◆ **WHAT IS NEEDED**
Using the listing, copy each whole line that features "construction".
***** EXERCISE MATERIAL *****
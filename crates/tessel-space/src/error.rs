//! Error types for grid construction and grid queries.

use std::error::Error;
use std::fmt;
use tessel_core::{IllegalArgument, Point};

/// Errors arising from grid construction or grid queries.
#[derive(Clone, Debug, PartialEq, Eq)]
pub enum SpaceError {
    /// A point is outside the bounds of the grid.
    CoordOutOfBounds {
        /// The offending point.
        point: Point,
        /// Human-readable description of the valid range.
        bounds: String,
    },
    /// Attempted to construct a grid with zero cells.
    EmptySpace,
    /// A dimension exceeds the maximum allowed value.
    DimensionTooLarge {
        /// Which dimension (e.g. "width", "height").
        name: &'static str,
        /// The value that was provided.
        value: u32,
        /// The maximum allowed value.
        max: u32,
    },
    /// A geometric argument was outside its legal domain.
    Geometry(IllegalArgument),
}

impl fmt::Display for SpaceError {
    fn fmt(&self, f: &mut fmt::Formatter<'_>) -> fmt::Result {
        match self {
            Self::CoordOutOfBounds { point, bounds } => {
                write!(f, "point {point} out of bounds: {bounds}")
            }
            Self::EmptySpace => write!(f, "grid must have at least one cell"),
            Self::DimensionTooLarge { name, value, max } => {
                write!(f, "{name} {value} exceeds maximum {max}")
            }
            Self::Geometry(e) => write!(f, "geometry: {e}"),
        }
    }
}

impl Error for SpaceError {
    fn source(&self) -> Option<&(dyn Error + 'static)> {
        match self {
            Self::Geometry(e) => Some(e),
            _ => None,
        }
    }
}

impl From<IllegalArgument> for SpaceError {
    fn from(e: IllegalArgument) -> Self {
        Self::Geometry(e)
    }
}
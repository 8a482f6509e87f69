//! Direction ⇄ offset resolution for both topologies.

use tessel_core::{Direction, IllegalArgument, Offset, Point, StaggeredDirection, Topology};
use tracing::trace;

/// King-move offset for `direction` on a checkerboard grid.
///
/// Total: every direction has a neighbour under this topology.
pub const fn checkerboard_offset(direction: Direction) -> Offset {
    match direction {
        Direction::North => Offset::NORTH,
        Direction::NorthEast => Offset::NORTH_EAST,
        Direction::East => Offset::EAST,
        Direction::SouthEast => Offset::SOUTH_EAST,
        Direction::South => Offset::SOUTH,
        Direction::SouthWest => Offset::SOUTH_WEST,
        Direction::West => Offset::WEST,
        Direction::NorthWest => Offset::NORTH_WEST,
    }
}

/// Offset for `direction` on a row-staggered grid.
///
/// Total over the six staggered directions. The offsets are the
/// checkerboard ones for the same directions, the same on every row.
pub const fn staggered_offset(direction: StaggeredDirection) -> Offset {
    match direction {
        StaggeredDirection::NorthEast => Offset::NORTH_EAST,
        StaggeredDirection::East => Offset::EAST,
        StaggeredDirection::SouthEast => Offset::SOUTH_EAST,
        StaggeredDirection::SouthWest => Offset::SOUTH_WEST,
        StaggeredDirection::West => Offset::WEST,
        StaggeredDirection::NorthWest => Offset::NORTH_WEST,
    }
}

/// Offset of the neighbour in `direction` under `topology`.
///
/// Fails with [`IllegalArgument::Direction`] for north and south under
/// [`Topology::Staggered`]. Callers that already hold a
/// [`StaggeredDirection`] should use [`staggered_offset`] directly.
///
/// # Examples
///
/// ```
/// use tessel_space::{resolve_offset, Direction, Offset, Topology};
///
/// assert_eq!(resolve_offset(Direction::East, Topology::Checkerboard), Ok(Offset::EAST));
/// assert!(resolve_offset(Direction::North, Topology::Staggered).is_err());
/// ```
pub fn resolve_offset(direction: Direction, topology: Topology) -> Result<Offset, IllegalArgument> {
    match topology {
        Topology::Checkerboard => Ok(checkerboard_offset(direction)),
        Topology::Staggered => StaggeredDirection::try_from(direction)
            .map(staggered_offset)
            .inspect_err(|_| trace!(%direction, "no staggered neighbour")),
    }
}

/// Direction whose checkerboard offset is `offset`.
///
/// Discriminates on `dx` first, then `dy`. Fails with
/// [`IllegalArgument::Offset`] for `(0, 0)` and anything outside the
/// 3×3 block around the origin.
pub fn resolve_direction(offset: Point) -> Result<Direction, IllegalArgument> {
    let found = match offset.x {
        1 => match offset.y {
            1 => Some(Direction::SouthEast),
            0 => Some(Direction::East),
            -1 => Some(Direction::NorthEast),
            _ => None,
        },
        0 => match offset.y {
            1 => Some(Direction::South),
            -1 => Some(Direction::North),
            _ => None,
        },
        -1 => match offset.y {
            1 => Some(Direction::SouthWest),
            0 => Some(Direction::West),
            -1 => Some(Direction::NorthWest),
            _ => None,
        },
        _ => None,
    };
    found.ok_or_else(|| {
        trace!(dx = offset.x, dy = offset.y, "not a unit offset");
        IllegalArgument::Offset {
            dx: offset.x,
            dy: offset.y,
        }
    })
}

/// [`resolve_direction`] dispatched by topology.
///
/// Only the checkerboard table has an inverse; under
/// [`Topology::Staggered`] this always fails with
/// [`IllegalArgument::NoInverse`].
pub fn resolve_direction_in(offset: Point, topology: Topology) -> Result<Direction, IllegalArgument> {
    match topology {
        Topology::Checkerboard => resolve_direction(offset),
        Topology::Staggered => Err(IllegalArgument::NoInverse { topology }),
    }
}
*****
◆ **WORKED SOLUTION**
//! Error types for grid construction and grid queries.
/// Errors arising from grid construction or grid queries.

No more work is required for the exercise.